Saved data entries
[Start of section]

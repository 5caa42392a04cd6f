//! Quote record model.
//!
//! # Responsibility
//! - Define the `{ text, category }` record and its validation errors.
//! - Normalize user/imported/remote input into one canonical shape.
//!
//! # Invariants
//! - `text` is trimmed with internal whitespace runs collapsed to one space.
//! - `category` follows the same rule and is additionally lower-cased, so
//!   category equality is exact on the stored form.
//! - Records are immutable once created; fields are only readable.

use once_cell::sync::Lazy;
use regex::Regex;
use serde::{Deserialize, Deserializer, Serialize};
use std::error::Error;
use std::fmt::{Display, Formatter};

static WHITESPACE_RE: Lazy<Regex> = Lazy::new(|| Regex::new(r"\s+").expect("valid ws regex"));

/// Sentinel filter value that matches every category.
pub const ALL_CATEGORIES: &str = "all";

/// Validation failures for quote input.
#[derive(Debug, Clone, Copy, PartialEq, Eq)]
pub enum QuoteValidationError {
    /// `text` is empty after trimming.
    EmptyText,
    /// `category` is empty after trimming.
    EmptyCategory,
}

impl QuoteValidationError {
    /// Stable machine-readable code for logs and shells.
    pub fn code(&self) -> &'static str {
        match self {
            Self::EmptyText => "quote_text_empty",
            Self::EmptyCategory => "quote_category_empty",
        }
    }
}

impl Display for QuoteValidationError {
    fn fmt(&self, f: &mut Formatter<'_>) -> std::fmt::Result {
        match self {
            Self::EmptyText => write!(f, "quote text must not be empty"),
            Self::EmptyCategory => write!(f, "quote category must not be empty"),
        }
    }
}

impl Error for QuoteValidationError {}

/// One quote record, the atomic unit of content.
#[derive(Debug, Clone, PartialEq, Eq, Hash, Serialize)]
pub struct Quote {
    text: String,
    category: String,
}

impl Quote {
    /// Creates a normalized quote record.
    ///
    /// # Errors
    /// - `EmptyText` when `text` is blank.
    /// - `EmptyCategory` when `category` is blank.
    pub fn new(
        text: impl AsRef<str>,
        category: impl AsRef<str>,
    ) -> Result<Self, QuoteValidationError> {
        let text = normalize_text(text.as_ref()).ok_or(QuoteValidationError::EmptyText)?;
        let category =
            normalize_category(category.as_ref()).ok_or(QuoteValidationError::EmptyCategory)?;
        Ok(Self { text, category })
    }

    pub fn text(&self) -> &str {
        &self.text
    }

    pub fn category(&self) -> &str {
        &self.category
    }

    /// Returns whether this record passes the given filter value.
    ///
    /// `filter` is compared after normalization; `all` matches everything.
    pub fn matches_filter(&self, filter: &str) -> bool {
        filter == ALL_CATEGORIES || self.category == filter
    }
}

// Deserialization funnels through `Quote::new` so stored or imported data can
// never bypass normalization.
impl<'de> Deserialize<'de> for Quote {
    fn deserialize<D>(deserializer: D) -> Result<Self, D::Error>
    where
        D: Deserializer<'de>,
    {
        #[derive(Deserialize)]
        struct RawQuote {
            text: String,
            category: String,
        }

        let raw = RawQuote::deserialize(deserializer)?;
        Quote::new(raw.text, raw.category).map_err(serde::de::Error::custom)
    }
}

/// Normalizes quote text. Returns `None` for blank input.
pub fn normalize_text(value: &str) -> Option<String> {
    let collapsed = WHITESPACE_RE.replace_all(value.trim(), " ");
    if collapsed.is_empty() {
        None
    } else {
        Some(collapsed.into_owned())
    }
}

/// Normalizes a category or filter value. Returns `None` for blank input.
pub fn normalize_category(value: &str) -> Option<String> {
    normalize_text(value).map(|value| value.to_lowercase())
}

/// Display label for a category value.
///
/// - `all` -> `All Categories`
/// - otherwise the first character is upper-cased.
pub fn category_label(category: &str) -> String {
    if category == ALL_CATEGORIES {
        return "All Categories".to_string();
    }
    let mut chars = category.chars();
    match chars.next() {
        Some(first) => first.to_uppercase().chain(chars).collect(),
        None => String::new(),
    }
}

/// Built-in quotes seeded into an empty store.
pub fn default_quotes() -> Vec<Quote> {
    const DEFAULTS: &[(&str, &str)] = &[
        (
            "The only way to do great work is to love what you do.",
            "work",
        ),
        (
            "Life is what happens when you're busy making other plans.",
            "life",
        ),
        ("In the middle of difficulty lies opportunity.", "inspiration"),
        ("Simplicity is the ultimate sophistication.", "wisdom"),
        ("Stay hungry, stay foolish.", "motivation"),
        ("Nothing lasts for ever, both good and bad.", "mystery"),
    ];

    DEFAULTS
        .iter()
        .map(|(text, category)| Quote {
            text: (*text).to_string(),
            category: (*category).to_string(),
        })
        .collect()
}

[End of section]

## [TASK DETAILS]
Write the data out once more, exactly as it was given.

## [RESPONSE TO THIS TASK]
repository 5caa42392a04cd6f
//! Quote record model.
//!
//! # Responsibility
//! - Define the `{ text, category }` record and its validation errors.
//! - Normalize user/imported/remote input into one canonical shape.
//!
//! # Invariants
//! - `text` is trimmed with internal whitespace runs collapsed to one space.
//! - `category` follows the same rule and is additionally lower-cased, so
//!   category equality is exact on the stored form.
//! - Records are immutable once created; fields are only readable.

use once_cell::sync::Lazy;
use regex::Regex;
use serde::{Deserialize, Deserializer, Serialize};
use std::error::Error;
use std::fmt::{Display, Formatter};

static WHITESPACE_RE: Lazy<Regex> = Lazy::new(|| Regex::new(r"\s+").expect("valid ws regex"));

/// Sentinel filter value that matches every category.
pub const ALL_CATEGORIES: &str = "all";

/// Validation failures for quote input.
#[derive(Debug, Clone, Copy, PartialEq, Eq)]
pub enum QuoteValidationError {
    /// `text` is empty after trimming.
    EmptyText,
    /// `category` is empty after trimming.
    EmptyCategory,
}

impl QuoteValidationError {
    /// Stable machine-readable code for logs and shells.
    pub fn code(&self) -> &'static str {
        match self {
            Self::EmptyText => "quote_text_empty",
            Self::EmptyCategory => "quote_category_empty",
        }
    }
}

impl Display for QuoteValidationError {
    fn fmt(&self, f: &mut Formatter<'_>) -> std::fmt::Result {
        match self {
            Self::EmptyText => write!(f, "quote text must not be empty"),
            Self::EmptyCategory => write!(f, "quote category must not be empty"),
        }
    }
}

impl Error for QuoteValidationError {}

/// One quote record, the atomic unit of content.
#[derive(Debug, Clone, PartialEq, Eq, Hash, Serialize)]
pub struct Quote {
    text: String,
    category: String,
}

impl Quote {
    /// Creates a normalized quote record.
    ///
    /// # Errors
    /// - `EmptyText` when `text` is blank.
    /// - `EmptyCategory` when `category` is blank.
    pub fn new(
        text: impl AsRef<str>,
        category: impl AsRef<str>,
    ) -> Result<Self, QuoteValidationError> {
        let text = normalize_text(text.as_ref()).ok_or(QuoteValidationError::EmptyText)?;
        let category =
            normalize_category(category.as_ref()).ok_or(QuoteValidationError::EmptyCategory)?;
        Ok(Self { text, category })
    }

    pub fn text(&self) -> &str {
        &self.text
    }

    pub fn category(&self) -> &str {
        &self.category
    }

    /// Returns whether this record passes the given filter value.
    ///
    /// `filter` is compared after normalization; `all` matches everything.
    pub fn matches_filter(&self, filter: &str) -> bool {
        filter == ALL_CATEGORIES || self.category == filter
    }
}

// Deserialization funnels through `Quote::new` so stored or imported data can
// never bypass normalization.
impl<'de> Deserialize<'de> for Quote {
    fn deserialize<D>(deserializer: D) -> Result<Self, D::Error>
    where
        D: Deserializer<'de>,
    {
        #[derive(Deserialize)]
        struct RawQuote {
            text: String,
            category: String,
        }

        let raw = RawQuote::deserialize(deserializer)?;
        Quote::new(raw.text, raw.category).map_err(serde::de::Error::custom)
    }
}

/// Normalizes quote text. Returns `None` for blank input.
pub fn normalize_text(value: &str) -> Option<String> {
    let collapsed = WHITESPACE_RE.replace_all(value.trim(), " ");
    if collapsed.is_empty() {
        None
    } else {
        Some(collapsed.into_owned())
    }
}

/// Normalizes a category or filter value. Returns `None` for blank input.
pub fn normalize_category(value: &str) -> Option<String> {
    normalize_text(value).map(|value| value.to_lowercase())
}

/// Display label for a category value.
///
/// - `all` -> `All Categories`
/// - otherwise the first character is upper-cased.
pub fn category_label(category: &str) -> String {
    if category == ALL_CATEGORIES {
        return "All Categories".to_string();
    }
    let mut chars = category.chars();
    match chars.next() {
        Some(first) => first.to_uppercase().chain(chars).collect(),
        None => String::new(),
    }
}

/// Built-in quotes seeded into an empty store.
pub fn default_quotes() -> Vec<Quote> {
    const DEFAULTS: &[(&str, &str)] = &[
        (
            "The only way to do great work is to love what you do.",
            "work",
        ),
        (
            "Life is what happens when you're busy making other plans.",
            "life",
        ),
        ("In the middle of difficulty lies opportunity.", "inspiration"),
        ("Simplicity is the ultimate sophistication.", "wisdom"),
        ("Stay hungry, stay foolish.", "motivation"),
        ("Nothing lasts for ever, both good and bad.", "mystery"),
    ];

    DEFAULTS
        .iter()
        .map(|(text, category)| Quote {
            text: (*text).to_string(),
            category: (*category).to_string(),
        })
        .collect()
}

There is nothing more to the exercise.